The lack of enthusiasm many hospitals are displaying for newer technologies is not likely to improve any time soon because hospital financials continue to be depressed. Despite rollbacks in reimbursement cuts scheduled under the 1997 Balanced Budget Act, hospital systems posted an operating profit of 2.3% in 2000, up slightly from 2.1% in 1999, but far below levels considered healthy for the industry. Smaller, non-system hospitals did even worse. At the same time, hospital costs continue to rise, fueled in large part by increases in the cost of pharmaceuticals, without commensurate gains in reimbursement from commercial insurers or Medicare.

When hospitals face declining profits, they begin to cut back on purchases of all types, particularly when reimbursements for the products are uncertain or unavailable. Consequently, technology manufacturers with products that don't qualify for a pass- through payment have to make the purchase argument on the basis of information other than technological merit and reimbursement-based revenue. The argument should include evidence of the product's value to the institution and its patients. And an integral part of the value analysis is the impact of the technology on the economics of the hospital.

Using evidence of value

In the absence of additional reimbursement, hospitals respond to two primary types of economic data: 1) information showing how improvements in clinical outcomes can improve profitability under current reimbursement and 2) information illustrating how new technologies can improve hospital operations and/or support more business within the same hours of operation and fixed costs.

Under the OPPS system, hospitals in general are paid every time a procedure is performed in the outpatient setting, irrespective of whether follow-up procedures are required to correct errors or treat complications from the initial procedure. Consequently, a technology's ability to reduce errors or complications is unlikely to generate economic outcomes that are more favorable to a hospital than if the technology does not contain such attributes. (It will enhance a hospital's clinical profile, however, if the improvement in mortality and morbidity statistics is monitored by contracting health insurers.)

A more useful approach is to address the question of hospital operating improvements. The relevant issues tend to cluster into two broad areas: operating cost reductions and procedure time improvements. Operating cost reductions typically affected by new medical technologies include potential savings on variable costs associated with outpatient procedures. Variable costs include costs associated with medical supplies, drugs, laboratory tests, equipment and some types of nursing and other staff labor – in short, any service or supply that is used as part of the actual procedure being performed as opposed to being part of the ongoing fixed costs of running the hospital facility. Companies developing medical technologies that can reduce or offset variable costs can develop data demonstrating how their product can pay for itself through savings in these costs.

Another fruitful area of analysis involves investigating whether the new technology can create operating improvements in busy outpatient areas like the cath lab and outpatient surgery suites. Hospitals that can schedule additional patients can generate significantly increased revenue with only modest increases in variable costs and no increase in fixed costs, leading to dramatically improved profitability in these areas.

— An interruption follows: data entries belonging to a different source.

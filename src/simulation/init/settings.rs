use serde::{Deserialize, Serialize};

use super::perf_stats::PerfStats;
use super::WorldCore;

/// Tunable simulation parameters, loadable from a JSON config blob.
///
/// Missing fields fall back to the defaults, so hosts can ship partial
/// overrides.
#[derive(Clone, Debug, Serialize, Deserialize)]
#[serde(default)]
pub struct WorldConfig {
    pub gravity_x: f32,
    pub gravity_y: f32,
    /// Fixed timestep in seconds consumed by every `step`
    pub fixed_timestep: f32,
    /// Tolerance for the grounded resting query
    pub grounded_tolerance: f32,
}

impl Default for WorldConfig {
    fn default() -> Self {
        Self {
            gravity_x: 0.0,
            gravity_y: -9.81,
            fixed_timestep: 1.0 / 60.0,
            grounded_tolerance: 0.1,
        }
    }
}

pub(super) fn enable_perf_metrics(world: &mut WorldCore, enabled: bool) {
    world.perf_enabled = enabled;
}

pub(super) fn get_perf_stats(world: &WorldCore) -> PerfStats {
    world.perf_stats.clone()
}

pub(super) fn set_gravity(world: &mut WorldCore, x: f32, y: f32) {
    world.gravity.x = x;
    world.gravity.y = y;
}

pub(super) fn set_fixed_timestep(world: &mut WorldCore, dt: f32) {
    // Non-positive timesteps would break the impulse/force coupling; keep the
    // previous value.
    if dt > 0.0 {
        world.fixed_dt = dt;
    }
}

pub(super) fn fixed_timestep(world: &WorldCore) -> f32 {
    world.fixed_dt
}

pub(super) fn set_grounded_tolerance(world: &mut WorldCore, tolerance: f32) {
    world.grounded_tol = tolerance.max(0.0);
}

pub(super) fn load_config_json(world: &mut WorldCore, json: &str) -> Result<(), String> {
    let config: WorldConfig = serde_json::from_str(json).map_err(|e| e.to_string())?;
    if config.fixed_timestep <= 0.0 {
        return Err("fixed_timestep must be positive".to_string());
    }
    world.gravity.x = config.gravity_x;
    world.gravity.y = config.gravity_y;
    world.fixed_dt = config.fixed_timestep;
    world.grounded_tol = config.grounded_tolerance.max(0.0);
    Ok(())
}

pub(super) fn config_json(world: &WorldCore) -> String {
    let config = WorldConfig {
        gravity_x: world.gravity.x,
        gravity_y: world.gravity.y,
        fixed_timestep: world.fixed_dt,
        grounded_tolerance: world.grounded_tol,
    };
    serde_json::to_string(&config).unwrap_or_default()
}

Key variables to examine include the amount of time saved by the use of the new technology, the number of new cases that could be scheduled in this time period, the reimbursement and costs associated with new cases and the ability of the facility to "capture" some percentage of the potential new cases. Under the right circumstances, the hospital facility can enhance market position and profitability by using new technology.

The impact of OPPS will continue to evolve as customers of medical device manufacturers adjust to the changing economics brought about by this payment system. Medical device companies are learning to incorporate reimbursement strategies and cost modeling into their business planning. It helps strengthen the relationship between manufacturers and their customers, it helps bolster the customer's confidence in their own economic position and ultimately, it helps the bottom line.